• **Work to complete**: Copy exactly the lines that run from the one containing "number with validation" through the end of the entries, both ends included.

• **Exercise input**:

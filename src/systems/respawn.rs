//! Respawn countdown and the reset sequence.
//!
//! The contact resolver arms a [`RespawnTimer`] when a player dies; this
//! system counts it down in simulation seconds and, on expiry, resets the
//! player to its spawn point with everything zeroed: velocity, carried
//! parts, ice flags, locomotion state, animation cursor, and any platform
//! attachment.

use bevy_ecs::prelude::*;
use log::info;

use crate::components::animation::{AnimationCursor, ClipId};
use crate::components::gridposition::GridPosition;
use crate::components::inventory::ToyParts;
use crate::components::platform::PlatformRider;
use crate::components::player::{Facing, LocomotionState, Player, PlayerRig};
use crate::components::rigidbody::RigidBody;
use crate::components::timer::RespawnTimer;
use crate::events::effect::{EffectCmd, SoundEffect};
use crate::resources::board::Board;
use crate::resources::clipstore::ClipStore;
use crate::resources::worldtime::WorldTime;

/// Tick respawn timers and reset expired players at their spawn point.
#[allow(clippy::type_complexity)]
pub fn respawn_players(
    mut query: Query<(
        Entity,
        &mut RespawnTimer,
        &mut Player,
        &mut GridPosition,
        &mut RigidBody,
        &mut AnimationCursor,
        &mut ToyParts,
        &mut PlayerRig,
    )>,
    mut board: ResMut<Board>,
    clips: Res<ClipStore>,
    time: Res<WorldTime>,
    mut effects: MessageWriter<EffectCmd>,
    mut commands: Commands,
) {
    for (entity, mut timer, mut player, mut position, mut body, mut cursor, mut toy_parts, mut rig) in
        query.iter_mut()
    {
        timer.remaining -= time.delta;
        if timer.remaining > 0.0 {
            continue;
        }

        info!("player {} respawns at {:?}", player.id, player.start_pos);
        commands
            .entity(entity)
            .remove::<RespawnTimer>()
            .remove::<PlatformRider>();

        board.update_entity_position(entity, player.prev_position, player.start_pos, (1.0, 1.0));
        position.pos = player.start_pos;
        player.prev_position = player.start_pos;
        player.blocking_position = player.start_pos;
        player.dead = false;
        player.blocked = false;
        player.on_ice = false;
        player.decelerating = false;
        player.facing = Facing::Front;
        player.state = LocomotionState::Rest;
        body.stop();
        cursor.force(ClipId::Rest, clips.rest.start);
        toy_parts.clear();
        rig.visible = true;

        effects.write(EffectCmd::sound_for(SoundEffect::Respawn, player.id));
        if player.ice_effect_playing {
            player.ice_effect_playing = false;
            effects.write(EffectCmd::sound_for(SoundEffect::IceStop, player.id));
        }
    }
}
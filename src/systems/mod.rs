//! Simulation systems.
//!
//! One tick runs these in a fixed chained order so the invariant
//! "integration, then contact resolution, then board commit" holds within
//! every tick.
//!
//! Submodules overview:
//! - [`animation`] – locomotion state selection and frame advance
//! - [`commit`] – block rollback and the board position commit
//! - [`contact`] – surrounding-entity query and priority action resolution
//! - [`effects`] – pump effect messages and forward them to the host channel
//! - [`input`] – settle input edge flags at the end of the tick
//! - [`kinematics`] – control-driven velocity and position integration
//! - [`platform`] – platform patrol movement and rider tracking
//! - [`respawn`] – respawn timer countdown and the reset sequence
//! - [`time`] – update the world clock from the host-provided delta

pub mod animation;
pub mod commit;
pub mod contact;
pub mod effects;
pub mod input;
pub mod kinematics;
pub mod platform;
pub mod respawn;
pub mod time;
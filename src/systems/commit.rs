//! Block rollback and the board position commit.
//!
//! Runs after contact resolution. A blocked player is snapped to the
//! patched blocking snapshot and fully stopped; the free axis still
//! slides because its position advance survives the snap and the axis
//! re-accelerates next tick. Then every living player's board
//! registration moves from the pre-tick cell to the final one. Dead
//! players keep their pre-death cell until respawn moves them.

use bevy_ecs::prelude::*;

use crate::components::gridposition::GridPosition;
use crate::components::player::Player;
use crate::components::rigidbody::RigidBody;
use crate::resources::board::Board;

/// Finalize player positions and the board index for this tick.
pub fn commit_positions(
    mut query: Query<(Entity, &mut Player, &mut GridPosition, &mut RigidBody)>,
    mut board: ResMut<Board>,
) {
    for (entity, mut player, mut position, mut body) in query.iter_mut() {
        if player.dead {
            continue;
        }

        if player.blocked {
            body.stop();
            position.pos = player.blocking_position;
            player.blocked = false;
        }

        if position.pos != player.prev_position {
            board.update_entity_position(entity, player.prev_position, position.pos, (1.0, 1.0));
        }
    }
}
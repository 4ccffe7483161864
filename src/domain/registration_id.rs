// Copyright (c) 2025 - Cowboy AI, Inc.
//! Employee Registration Number Value Object

use rust_decimal::prelude::ToPrimitive;
use rust_decimal::Decimal;
use serde::{Deserialize, Serialize};
use std::fmt;
use std::str::FromStr;
use thiserror::Error;
use tracing::debug;

use super::invariants;
use crate::errors::DomainError;

/// Registration number validation error
#[derive(Debug, Error, Clone, Copy, PartialEq, Eq)]
pub enum InvalidRegistration {
    #[error("Registration number must be positive")]
    NotPositive,

    #[error("Registration number must have 5 or 6 digits, got {0}")]
    BadLength(u32),

    #[error("Registration number must be a whole number")]
    NotInteger,
}

/// Employee registration number value object
///
/// Wraps a positive whole number with invariants:
/// - Value > 0
/// - 5 or 6 decimal digits
/// - No fractional component
///
/// The only way to obtain a `RegistrationId` is through [`RegistrationId::new`]
/// (or the `TryFrom`/`FromStr`/`Deserialize` paths that delegate to it).
///
/// # Examples
///
/// ```rust
/// use cim_domain_employee::domain::RegistrationId;
/// use rust_decimal::Decimal;
///
/// let id = RegistrationId::new(Decimal::from(12345)).unwrap();
/// assert_eq!(id.value(), 12345);
///
/// assert!(RegistrationId::try_from(1234_i64).is_err()); // Too short
/// assert!(RegistrationId::try_from(0_i64).is_err()); // Not positive
/// ```
#[derive(Debug, Clone, Copy, PartialEq, Eq, PartialOrd, Ord, Hash, Serialize, Deserialize)]
#[serde(into = "u32", try_from = "Decimal")]
pub struct RegistrationId(u32);

impl RegistrationId {
    /// Fewest digits a registration number may have
    pub const MIN_DIGITS: u32 = invariants::MIN_REGISTRATION_DIGITS;

    /// Most digits a registration number may have
    pub const MAX_DIGITS: u32 = invariants::MAX_REGISTRATION_DIGITS;

    /// Create a new registration number with validation
    ///
    /// # Invariants (first violation reported)
    /// 1. `NotPositive` if `raw <= 0`
    /// 2. `BadLength` if the integer part has fewer than 5 or more than 6 digits
    /// 3. `NotInteger` if `raw` has a fractional component
    pub fn new(raw: Decimal) -> Result<Self, InvalidRegistration> {
        invariants::validate_registration(raw).map_err(|error| {
            debug!(%raw, %error, "Rejected registration number");
            error
        })?;

        raw.to_u32()
            .map(Self)
            .ok_or(InvalidRegistration::NotInteger)
    }

    /// Get the registration number
    pub fn value(&self) -> u32 {
        self.0
    }

    /// Canonical primitive form for storage and wire formats
    pub fn serialize(&self) -> u32 {
        self.0
    }

    /// Structural equality on the wrapped value
    pub fn equals(&self, other: &Self) -> bool {
        self == other
    }
}

impl fmt::Display for RegistrationId {
    fn fmt(&self, f: &mut fmt::Formatter<'_>) -> fmt::Result {
        write!(f, "{}", self.0)
    }
}

impl From<RegistrationId> for u32 {
    fn from(id: RegistrationId) -> Self {
        id.0
    }
}

impl TryFrom<Decimal> for RegistrationId {
    type Error = InvalidRegistration;

    fn try_from(value: Decimal) -> Result<Self, Self::Error> {
        Self::new(value)
    }
}

impl TryFrom<i64> for RegistrationId {
    type Error = InvalidRegistration;

    fn try_from(value: i64) -> Result<Self, Self::Error> {
        Self::new(Decimal::from(value))
    }
}

impl TryFrom<u32> for RegistrationId {
    type Error = InvalidRegistration;

    fn try_from(value: u32) -> Result<Self, Self::Error> {
        Self::new(Decimal::from(value))
    }
}

impl FromStr for RegistrationId {
    type Err = DomainError;

    fn from_str(s: &str) -> Result<Self, Self::Err> {
        let raw = Decimal::from_str(s.trim())
            .map_err(|_| DomainError::Unparseable(s.to_string()))?;
        Ok(Self::new(raw)?)
    }
}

• **Output of the task**:
    /// Create a new registration number with validation
    ///
    /// # Invariants (first violation reported)
    /// 1. `NotPositive` if `raw <= 0`
    /// 2. `BadLength` if the integer part has fewer than 5 or more than 6 digits
    /// 3. `NotInteger` if `raw` has a fractional component
    pub fn new(raw: Decimal) -> Result<Self, InvalidRegistration> {
        invariants::validate_registration(raw).map_err(|error| {
            debug!(%raw, %error, "Rejected registration number");
            error
        })?;

        raw.to_u32()
            .map(Self)
            .ok_or(InvalidRegistration::NotInteger)
    }

    /// Get the registration number
    pub fn value(&self) -> u32 {
        self.0
    }

    /// Canonical primitive form for storage and wire formats
    pub fn serialize(&self) -> u32 {
        self.0
    }

    /// Structural equality on the wrapped value
    pub fn equals(&self, other: &Self) -> bool {
        self == other
    }
}

impl fmt::Display for RegistrationId {
    fn fmt(&self, f: &mut fmt::Formatter<'_>) -> fmt::Result {
        write!(f, "{}", self.0)
    }
}

impl From<RegistrationId> for u32 {
    fn from(id: RegistrationId) -> Self {
        id.0
    }
}

impl TryFrom<Decimal> for RegistrationId {
    type Error = InvalidRegistration;

    fn try_from(value: Decimal) -> Result<Self, Self::Error> {
        Self::new(value)
    }
}

impl TryFrom<i64> for RegistrationId {
    type Error = InvalidRegistration;

    fn try_from(value: i64) -> Result<Self, Self::Error> {
        Self::new(Decimal::from(value))
    }
}

impl TryFrom<u32> for RegistrationId {
    type Error = InvalidRegistration;

    fn try_from(value: u32) -> Result<Self, Self::Error> {
        Self::new(Decimal::from(value))
    }
}

impl FromStr for RegistrationId {
    type Err = DomainError;

    fn from_str(s: &str) -> Result<Self, Self::Err> {
        let raw = Decimal::from_str(s.trim())
            .map_err(|_| DomainError::Unparseable(s.to_string()))?;
        Ok(Self::new(raw)?)
    }
}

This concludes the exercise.